Showing posts with label struggles. Show all posts
Showing posts with label struggles. Show all posts

Sunday, June 12, 2011

just so....

I'm just
so stressed.
so tired.
I come to this page at the end of every day, with so much to say
So much anger and frustration.
SO much wanting to spill my problems out on this page,
like some how that would make them all go away.
Out the door, My bare feet hit the pavement.
Walking seems to be a good way to work out whatever I'm dealing with.
its a good time to think.
good time for peace and quiet


It's just one of those days
when everything is completely wrong
and yet you don’t even know why
and its one of those days when you
just wish that everyone would leave
you alone and go away,
yeah its one of those days
when all you need is to be left alone
yet at the same time you wish
someone out there would care.

church2332_by_jerseydevil018

Its been a hard time lately there is a lot I really don't feel like sharing and a lot that I just don't know how to say without coming out the wrong way...
I Love my life, Things are not always  easy or perfect. I'm just going to leave it at that. I'll let you know if things change.
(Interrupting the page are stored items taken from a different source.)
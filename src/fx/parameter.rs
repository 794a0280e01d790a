//! Typed parameter cells and attachment-based value propagation.

use std::sync::{Arc, Weak};

use glam::Vec4;
use parking_lot::{Mutex, RwLock};

use crate::backend::{NativeHandle, NativeValue, ParameterDesc, ParameterKind};
use crate::error::{FxError, FxResult};

use super::resource::{PropertyBag, PropertyKey, PropertyValue, Resource, ResourceKind};
use super::{Effect, Texture};

/// Value held by a [`Parameter`].
#[derive(Debug, Clone)]
pub enum ParameterValue {
    Bool(bool),
    /// Up to four float components; unused components are zero.
    Float(Vec4),
    Int(i32),
    String(String),
    Texture(Option<Arc<Texture>>),
}

impl ParameterValue {
    pub fn kind(&self) -> ParameterKind {
        match self {
            Self::Bool(_) => ParameterKind::Bool,
            Self::Float(_) => ParameterKind::Float,
            Self::Int(_) => ParameterKind::Int,
            Self::String(_) => ParameterKind::String,
            Self::Texture(_) => ParameterKind::Texture,
        }
    }

    /// Zeroed or empty value of the given kind.
    pub fn zeroed(kind: ParameterKind) -> Self {
        match kind {
            ParameterKind::Bool => Self::Bool(false),
            ParameterKind::Float => Self::Float(Vec4::ZERO),
            ParameterKind::Int => Self::Int(0),
            ParameterKind::String => Self::String(String::new()),
            ParameterKind::Texture => Self::Texture(None),
        }
    }

    pub(crate) fn to_native(&self) -> NativeValue {
        match self {
            Self::Bool(v) => NativeValue::Bool(*v),
            Self::Float(v) => NativeValue::Float(*v),
            Self::Int(v) => NativeValue::Int(*v),
            Self::String(v) => NativeValue::String(v.clone()),
            Self::Texture(t) => NativeValue::Texture(t.as_ref().and_then(|t| t.native_handle())),
        }
    }

    /// Convert a reflected value. Native texture handles cannot be mapped back
    /// to a managed texture and come back empty.
    pub(crate) fn from_native(value: NativeValue) -> Self {
        match value {
            NativeValue::Bool(v) => Self::Bool(v),
            NativeValue::Float(v) => Self::Float(v),
            NativeValue::Int(v) => Self::Int(v),
            NativeValue::String(v) => Self::String(v),
            NativeValue::Texture(_) => Self::Texture(None),
        }
    }
}

impl PartialEq for ParameterValue {
    fn eq(&self, other: &Self) -> bool {
        match (self, other) {
            (Self::Bool(a), Self::Bool(b)) => a == b,
            (Self::Float(a), Self::Float(b)) => a == b,
            (Self::Int(a), Self::Int(b)) => a == b,
            (Self::String(a), Self::String(b)) => a == b,
            (Self::Texture(a), Self::Texture(b)) => match (a, b) {
                (Some(a), Some(b)) => Arc::ptr_eq(a, b),
                (None, None) => true,
                _ => false,
            },
            _ => false,
        }
    }
}

/// Slot of a hardware-backed parameter inside its compiled effect.
#[derive(Debug)]
struct NativeSlot {
    effect: Weak<Effect>,
    handle: NativeHandle,
}

/// A named, typed value cell.
///
/// Hardware-backed parameters mirror a slot of a compiled [`Effect`]; virtual
/// parameters exist only in the registry. Setting a value stores it, pushes it
/// to every attached child in attachment order and, for hardware-backed
/// parameters, writes it into the native slot.
pub struct Parameter {
    name: String,
    desc: ParameterDesc,
    slot: Option<NativeSlot>,
    value: RwLock<ParameterValue>,
    attached: Mutex<Vec<Weak<Parameter>>>,
    link_source: Mutex<Option<Weak<Parameter>>>,
    properties: PropertyBag,
}

impl Parameter {
    pub(crate) fn new_virtual(name: String, desc: ParameterDesc) -> Self {
        Self {
            name,
            desc,
            slot: None,
            value: RwLock::new(ParameterValue::zeroed(desc.kind)),
            attached: Mutex::new(Vec::new()),
            link_source: Mutex::new(None),
            properties: PropertyBag::new(),
        }
    }

    /// Wrap a reflected effect parameter.
    pub(crate) fn new_native(
        effect: Weak<Effect>,
        handle: NativeHandle,
        name: String,
        desc: ParameterDesc,
        initial: NativeValue,
    ) -> Self {
        let initial = if initial.kind() == desc.kind {
            ParameterValue::from_native(initial)
        } else {
            ParameterValue::zeroed(desc.kind)
        };
        Self {
            name,
            desc,
            slot: Some(NativeSlot { effect, handle }),
            value: RwLock::new(initial),
            attached: Mutex::new(Vec::new()),
            link_source: Mutex::new(None),
            properties: PropertyBag::new(),
        }
    }

    pub fn desc(&self) -> ParameterDesc {
        self.desc
    }

    pub fn value_kind(&self) -> ParameterKind {
        self.desc.kind
    }

    /// Whether this parameter mirrors a slot inside a compiled effect.
    pub fn is_hardware_backed(&self) -> bool {
        self.slot.is_some()
    }

    pub(crate) fn native_handle(&self) -> Option<NativeHandle> {
        self.slot.as_ref().map(|slot| slot.handle)
    }

    /// The effect owning this parameter's native slot.
    pub fn effect(&self) -> Option<Arc<Effect>> {
        self.slot.as_ref().and_then(|slot| slot.effect.upgrade())
    }

    /// Snapshot of the cached value.
    pub fn value(&self) -> ParameterValue {
        self.value.read().clone()
    }

    /// Store `value`, propagate it to attached children and write it into
    /// the native slot.
    ///
    /// Fails with [`FxError::InvalidParams`] and no side effects when the
    /// value kind differs from the declared kind. Failures of children are
    /// logged and do not fail the call.
    pub fn set(&self, value: ParameterValue) -> FxResult<()> {
        self.check_kind(value.kind())?;

        *self.value.write() = value.clone();

        for child in self.attached() {
            if let Err(err) = child.set(value.clone()) {
                log::warn!(
                    "Parameter '{}': propagation to '{}' failed: {}",
                    self.name,
                    child.name,
                    err
                );
            }
        }

        self.write_native(&value)
    }

    pub fn set_bool(&self, value: bool) -> FxResult<()> {
        self.set(ParameterValue::Bool(value))
    }

    pub fn get_bool(&self) -> FxResult<bool> {
        match self.checked_value(ParameterKind::Bool)? {
            ParameterValue::Bool(v) => Ok(v),
            _ => Err(self.kind_error(ParameterKind::Bool)),
        }
    }

    /// Set a scalar float; the remaining components are zeroed.
    pub fn set_float(&self, value: f32) -> FxResult<()> {
        self.set(ParameterValue::Float(Vec4::new(value, 0.0, 0.0, 0.0)))
    }

    pub fn get_float(&self) -> FxResult<f32> {
        self.get_vector().map(|v| v.x)
    }

    pub fn set_vector(&self, value: Vec4) -> FxResult<()> {
        self.set(ParameterValue::Float(value))
    }

    pub fn get_vector(&self) -> FxResult<Vec4> {
        match self.checked_value(ParameterKind::Float)? {
            ParameterValue::Float(v) => Ok(v),
            _ => Err(self.kind_error(ParameterKind::Float)),
        }
    }

    pub fn set_int(&self, value: i32) -> FxResult<()> {
        self.set(ParameterValue::Int(value))
    }

    pub fn get_int(&self) -> FxResult<i32> {
        match self.checked_value(ParameterKind::Int)? {
            ParameterValue::Int(v) => Ok(v),
            _ => Err(self.kind_error(ParameterKind::Int)),
        }
    }

    pub fn set_string(&self, value: impl Into<String>) -> FxResult<()> {
        self.set(ParameterValue::String(value.into()))
    }

    pub fn get_string(&self) -> FxResult<String> {
        match self.checked_value(ParameterKind::String)? {
            ParameterValue::String(v) => Ok(v),
            _ => Err(self.kind_error(ParameterKind::String)),
        }
    }

    pub fn set_texture(&self, texture: Option<Arc<Texture>>) -> FxResult<()> {
        self.set(ParameterValue::Texture(texture))
    }

    pub fn get_texture(&self) -> FxResult<Option<Arc<Texture>>> {
        match self.checked_value(ParameterKind::Texture)? {
            ParameterValue::Texture(v) => Ok(v),
            _ => Err(self.kind_error(ParameterKind::Texture)),
        }
    }

    /// Read the value currently stored in the native slot.
    pub fn read_native(&self) -> FxResult<NativeValue> {
        let slot = self.slot.as_ref().ok_or_else(|| {
            FxError::InvalidCall(format!("parameter '{}' is not hardware-backed", self.name))
        })?;
        let effect = slot.effect.upgrade().ok_or_else(|| {
            FxError::InvalidCall(format!("effect of parameter '{}' was dropped", self.name))
        })?;
        effect.read_native(slot.handle)
    }

    /// Attach `child` so that every value set on this parameter is forwarded
    /// to it.
    ///
    /// Rejects self-attachment, duplicates, kind mismatches and attachments
    /// that would close a cycle.
    ///
    /// The child is held weakly: attaching does not keep it alive. Once the
    /// last strong reference elsewhere is dropped, the child silently stops
    /// receiving values and is pruned from [`Parameter::attached`]. Keep an
    /// `Arc` to host-created children for as long as they should follow this
    /// parameter.
    pub fn attach(&self, child: &Arc<Parameter>) -> FxResult<()> {
        if std::ptr::eq(self, child.as_ref()) {
            return Err(FxError::InvalidParams(format!(
                "parameter '{}' cannot be attached to itself",
                self.name
            )));
        }
        if child.desc.kind != self.desc.kind {
            return Err(FxError::InvalidParams(format!(
                "cannot attach {} parameter '{}' to {} parameter '{}'",
                child.desc.kind.name(),
                child.name,
                self.desc.kind.name(),
                self.name
            )));
        }
        if child.reaches(self) {
            return Err(FxError::InvalidParams(format!(
                "attaching '{}' to '{}' would create a cycle",
                child.name, self.name
            )));
        }

        let mut attached = self.attached.lock();
        if attached
            .iter()
            .any(|weak| std::ptr::eq(weak.as_ptr(), Arc::as_ptr(child)))
        {
            return Err(FxError::InvalidParams(format!(
                "'{}' is already attached to '{}'",
                child.name, self.name
            )));
        }
        attached.push(Arc::downgrade(child));

        log::trace!("Parameter '{}': attached '{}'", self.name, child.name);
        Ok(())
    }

    /// Remove a previously attached child.
    pub fn detach(&self, child: &Parameter) -> FxResult<()> {
        let mut attached = self.attached.lock();
        let position = attached
            .iter()
            .position(|weak| std::ptr::eq(weak.as_ptr(), child))
            .ok_or_else(|| {
                FxError::NotFound(format!(
                    "'{}' is not attached to '{}'",
                    child.name, self.name
                ))
            })?;
        attached.remove(position);

        log::trace!("Parameter '{}': detached '{}'", self.name, child.name);
        Ok(())
    }

    /// Live attached children in attachment order. Dead entries are pruned.
    pub fn attached(&self) -> Vec<Arc<Parameter>> {
        let mut attached = self.attached.lock();
        attached.retain(|weak| weak.strong_count() > 0);
        attached.iter().filter_map(Weak::upgrade).collect()
    }

    /// The global this parameter was linked to through a `source` annotation.
    pub fn link_source(&self) -> Option<Arc<Parameter>> {
        self.link_source.lock().as_ref().and_then(Weak::upgrade)
    }

    pub(crate) fn set_link_source(&self, source: &Arc<Parameter>) {
        *self.link_source.lock() = Some(Arc::downgrade(source));
    }

    pub(crate) fn take_link_source(&self) -> Option<Arc<Parameter>> {
        self.link_source.lock().take().and_then(|weak| weak.upgrade())
    }

    /// Whether `target` is reachable from this parameter through attachments.
    fn reaches(&self, target: &Parameter) -> bool {
        let mut stack = self.attached();
        let mut visited: Vec<*const Parameter> = Vec::new();
        while let Some(node) = stack.pop() {
            if std::ptr::eq(node.as_ref(), target) {
                return true;
            }
            let ptr = Arc::as_ptr(&node);
            if visited.contains(&ptr) {
                continue;
            }
            visited.push(ptr);
            stack.extend(node.attached());
        }
        false
    }

    fn check_kind(&self, kind: ParameterKind) -> FxResult<()> {
        if kind == self.desc.kind {
            Ok(())
        } else {
            Err(self.kind_error(kind))
        }
    }

    fn checked_value(&self, kind: ParameterKind) -> FxResult<ParameterValue> {
        self.check_kind(kind)?;
        Ok(self.value())
    }

    fn kind_error(&self, requested: ParameterKind) -> FxError {
        FxError::InvalidParams(format!(
            "parameter '{}' holds {} values, not {}",
            self.name,
            self.desc.kind.name(),
            requested.name()
        ))
    }

    fn write_native(&self, value: &ParameterValue) -> FxResult<()> {
        let Some(slot) = &self.slot else {
            return Ok(());
        };
        // The cached value stays authoritative once the effect is gone.
        let Some(effect) = slot.effect.upgrade() else {
            return Ok(());
        };
        effect.write_native(slot.handle, &value.to_native())
    }
}

impl Resource for Parameter {
    fn name(&self) -> &str {
        &self.name
    }

    fn kind(&self) -> ResourceKind {
        ResourceKind::Parameter
    }

    fn properties(&self) -> &PropertyBag {
        &self.properties
    }

    fn builtin_property(&self, key: &PropertyKey) -> Option<PropertyValue> {
        match key {
            PropertyKey::Name => Some(PropertyValue::String(self.name.clone())),
            PropertyKey::Type => Some(PropertyValue::from(self.desc.kind.name())),
            PropertyKey::Width => Some(PropertyValue::Int(self.desc.columns as i64)),
            PropertyKey::Height => Some(PropertyValue::Int(self.desc.rows as i64)),
            PropertyKey::Count => Some(PropertyValue::Int(self.desc.elements as i64)),
            _ => None,
        }
    }
}

impl std::fmt::Debug for Parameter {
    fn fmt(&self, f: &mut std::fmt::Formatter<'_>) -> std::fmt::Result {
        f.debug_struct("Parameter")
            .field("name", &self.name)
            .field("desc", &self.desc)
            .field("hardware_backed", &self.slot.is_some())
            .field("attached", &self.attached.lock().len())
            .finish()
    }
}

static_assertions::assert_impl_all!(Parameter: Send, Sync);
Collin and kaleigh are great. I love them no matter what kind of struggles i seem to have. They always make life seem easy and make me miss the carefree time of childhood.

Collins rolling all over the place and he just turned 6 months old!!  HE so different than kaleigh. kaleigh is defiantly at the age were she is testing her limits and seeing what she can and can not get away. But she is so smart and intrested in everything... I love them.
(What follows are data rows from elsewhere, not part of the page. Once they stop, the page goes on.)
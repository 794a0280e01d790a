//! Pass: one rendering step inside a technique.

use std::sync::{Arc, Weak};

use parking_lot::Mutex;

use crate::backend::{NativeEffect, NativeHandle, MAX_RENDER_TARGETS};
use crate::error::{FxError, FxResult};

use super::resource::{PropertyBag, PropertyKey, PropertyValue, Resource, ResourceKind};
use super::{Binding, Effect, Technique, Texture};

/// A single draw step with up to [`MAX_RENDER_TARGETS`] output textures.
///
/// Pass targets come from the `target0`..`target3` annotations (the prefix is
/// configurable). Scanning stops at the first missing slot; a name that
/// cannot be resolved leaves its slot empty.
pub struct Pass {
    id: u64,
    index: u32,
    name: String,
    technique: Weak<Technique>,
    handle: NativeHandle,
    vertex_shader: Option<NativeHandle>,
    pixel_shader: Option<NativeHandle>,
    target_names: [Option<String>; MAX_RENDER_TARGETS],
    targets: Mutex<[Option<Arc<Texture>>; MAX_RENDER_TARGETS]>,
    properties: PropertyBag,
}

impl Pass {
    pub(crate) fn new(
        binding: &Binding,
        technique: Weak<Technique>,
        native: &dyn NativeEffect,
        technique_handle: NativeHandle,
        index: u32,
    ) -> FxResult<Self> {
        let handle = native
            .pass(technique_handle, index)
            .ok_or_else(|| FxError::InvalidParams(format!("no native pass at index {index}")))?;
        let desc = native
            .pass_desc(handle)
            .ok_or_else(|| FxError::InvalidParams(format!("pass {index} has no descriptor")))?;

        let mut target_names: [Option<String>; MAX_RENDER_TARGETS] = Default::default();
        for (slot, target_name) in target_names.iter_mut().enumerate() {
            let annotation = binding.config().target_annotation(slot);
            let Some(value) = native.annotation(handle, &annotation) else {
                break;
            };
            match value.as_str() {
                Some(name) => *target_name = Some(name.to_string()),
                None => log::warn!(
                    "Pass '{}': annotation '{}' is not a texture name",
                    desc.name,
                    annotation
                ),
            }
        }

        let pass = Self {
            id: binding.next_id(),
            index,
            name: desc.name,
            technique,
            handle,
            vertex_shader: desc.vertex_shader,
            pixel_shader: desc.pixel_shader,
            target_names,
            targets: Mutex::new(Default::default()),
            properties: PropertyBag::new(),
        };
        pass.resolve_targets(binding);
        Ok(pass)
    }

    /// Look up still-empty target slots in the registry.
    pub(crate) fn resolve_targets(&self, binding: &Binding) {
        let registry = binding.registry();
        let mut targets = self.targets.lock();
        for (slot, name) in self.target_names.iter().enumerate() {
            let Some(name) = name else {
                continue;
            };
            if targets[slot].is_some() {
                continue;
            }
            match registry.get_texture(name) {
                Some(texture) => targets[slot] = Some(texture),
                None => log::debug!(
                    "Pass '{}': target {} '{}' is not registered yet",
                    self.name,
                    slot,
                    name
                ),
            }
        }
    }

    /// Index of this pass within its technique.
    pub fn index(&self) -> u32 {
        self.index
    }

    pub fn technique(&self) -> Option<Arc<Technique>> {
        self.technique.upgrade()
    }

    pub fn vertex_shader(&self) -> Option<NativeHandle> {
        self.vertex_shader
    }

    pub fn pixel_shader(&self) -> Option<NativeHandle> {
        self.pixel_shader
    }

    /// Texture name read from the target annotation of `index`.
    pub fn target_name(&self, index: usize) -> Option<&str> {
        self.target_names.get(index).and_then(|n| n.as_deref())
    }

    pub fn get_target(&self, index: usize) -> FxResult<Option<Arc<Texture>>> {
        Self::check_slot(index)?;
        Ok(self.targets.lock()[index].clone())
    }

    pub fn set_target(&self, index: usize, texture: Option<Arc<Texture>>) -> FxResult<()> {
        Self::check_slot(index)?;
        self.targets.lock()[index] = texture;
        Ok(())
    }

    /// Enter the pass.
    ///
    /// Fails with [`FxError::InvalidCall`] unless the owning effect is the
    /// binding's active effect and no pass is active. When a target or the
    /// native pass is rejected, the device state from before the call is
    /// restored.
    pub fn bind(&self) -> FxResult<()> {
        let (technique, effect) = self.owners()?;
        let binding = effect.binding();
        let device = binding.device_for(effect.generation())?;

        binding.begin_pass(effect.id(), self.id, || {
            let saved = device.capture_state();
            let targets = self.targets.lock().clone();
            let result = targets
                .iter()
                .enumerate()
                .filter_map(|(slot, target)| target.as_ref().map(|texture| (slot, texture)))
                .try_for_each(|(slot, texture)| {
                    device.set_render_target(slot, texture.native_handle())
                })
                .and_then(|()| effect.native().begin_pass(technique.handle(), self.index));

            if let Err(err) = result {
                log::warn!("Pass '{}': bind failed, restoring device state", self.name);
                device.apply_state(&saved);
                return Err(err.into());
            }
            Ok(())
        })?;

        log::trace!("Pass '{}': bound", self.name);
        Ok(())
    }

    /// Leave the pass. Fails unless this pass is the active one.
    pub fn reset(&self) -> FxResult<()> {
        let (_, effect) = self.owners()?;
        effect
            .binding()
            .end_pass(self.id, || Ok(effect.native().end_pass()?))?;

        log::trace!("Pass '{}': reset", self.name);
        Ok(())
    }

    pub(crate) fn id(&self) -> u64 {
        self.id
    }

    fn owners(&self) -> FxResult<(Arc<Technique>, Arc<Effect>)> {
        let technique = self
            .technique
            .upgrade()
            .ok_or_else(|| FxError::InvalidCall(format!("technique of pass '{}' is gone", self.name)))?;
        let effect = technique
            .effect()
            .ok_or_else(|| FxError::InvalidCall(format!("effect of pass '{}' is gone", self.name)))?;
        Ok((technique, effect))
    }

    fn check_slot(index: usize) -> FxResult<()> {
        if index < MAX_RENDER_TARGETS {
            Ok(())
        } else {
            Err(FxError::InvalidParams(format!(
                "render target index {index} out of range 0..{MAX_RENDER_TARGETS}"
            )))
        }
    }
}

impl Resource for Pass {
    fn name(&self) -> &str {
        &self.name
    }

    fn kind(&self) -> ResourceKind {
        ResourceKind::Pass
    }

    fn properties(&self) -> &PropertyBag {
        &self.properties
    }

    fn builtin_property(&self, key: &PropertyKey) -> Option<PropertyValue> {
        match key {
            PropertyKey::Name => Some(PropertyValue::String(self.name.clone())),
            PropertyKey::Count => {
                let bound = self.targets.lock().iter().filter(|t| t.is_some()).count();
                Some(PropertyValue::Int(bound as i64))
            }
            _ => None,
        }
    }
}

impl std::fmt::Debug for Pass {
    fn fmt(&self, f: &mut std::fmt::Formatter<'_>) -> std::fmt::Result {
        f.debug_struct("Pass")
            .field("name", &self.name)
            .field("index", &self.index)
            .field("targets", &self.target_names)
            .finish()
    }
}

static_assertions::assert_impl_all!(Pass: Send, Sync);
Wednesday, February 16, 2011

Dear Me.

So in light of my last post I have decide to write a note to myself when I was younger. (thank you marybeth for the idea!)
I have Decided the best  time to write to me is 5th grade.  I also feel that a little back round on me is necessary before you read the letter. When I was in 2nd grade, I was held back. Also I found out I have a visual learning disability that is similar to dyslexia. I was not labeled with dyslexia because I don't see Every word back words, The words just get jumbled and I mix up letters sometimes. My Parents were told I would never be able to read above a certain grade level, spell, or do math, and I don't believe my parents told me that at the time but they did when I was in high school and doing well.  I Thank god everyday that my parents did not give up on me!!!! the years that followed were hard on me Socially. You could say I felt awkward. I knew I wasn't dumb. Everyone knew I was "special" I had a special reading/math teacher and would be taken out of class to get more help with my reading and math. My parents also got my a tutor that I worked with outside of school.
As most of you know if your different in school your made fun of and that was very true for me. I had "Friends", that picked on me, made fun of me, and it seemed like they went out of their way to make me have a bad day. I ended crying 50% of time when I was at recess, Which made things worse. This pretty much lasted till 5th grade. for whatever reason it didnt carry into middle school, and by high school I didn't need help anymore, I was in the same level as everyone else. Thats why I want to write to myself then, I know it was a very low point in my childhood.

Dear Me,
I know the last few years have not been easy for you. I know that things don't seem to be getting better, I promise they will. This pain wont last forever. Because time never stands still. One day you'll have it all together, you'll be the one laughing on the hill. This will only make you stronger. Dont let the other girls bring you down. One day you'll find a way to vent all your pain, and you'll be pretty good at it too. Thats one of the reason i'm writing this letter to you! I've always wanted to be able to go back in time, and comfort you one of those times you was sitting in the corner crying while everyone else have fun during recess. Just to whisper all the right words that you need to hear. you're strong, you're brave and you'll make it out of this some day. Trust in god he will help you. We both know that. It will seem at times he's the only one that has your back. Your struggle won't last forever, but it will forever change the way you feel about other people, it will make you into a beautiful women, who cares so much more for the left out child. You and I know what it feels like to be alone and we both know what it feels like to only want to be comforted by someone who really knows and really cares about whats going on. I will not say that you will never feel alone again, because then I'd be lying. The road ahead of you is not an easy one. But one day you will have everything your heart desires, and thats SO much better then any amount of friends.

I am still searching for what exactly i'm trying to tell you without telling you the ending, because that just might ruin the whole story. To sum it up in a few words. I know life is hard right now, But don't wonder when it will get better. Because before you know it, it will be better than you imagined. I also hope that you aren't disappointed in the way things turned out.  That you are proud of the person you've become. I know I am happy and that means one day you will be too.

Love,
ME

ALSO (not the letter anymore)
I want to let everyone know the place I found the most acceptance was at summer camp at the salvation army. I had a lot of friends there, and not many people even knew I was different or that I had a reading problem. Of course I had a lot a support from my family. I also want to say I wouldn't be where I am, or who I am, if it wasn't for this experience so of course , I wouldnt change a thing. This letter when in a totally different direction then I originally intended to go, but I like the flow and I really couldnt think of anything better to say then the truth.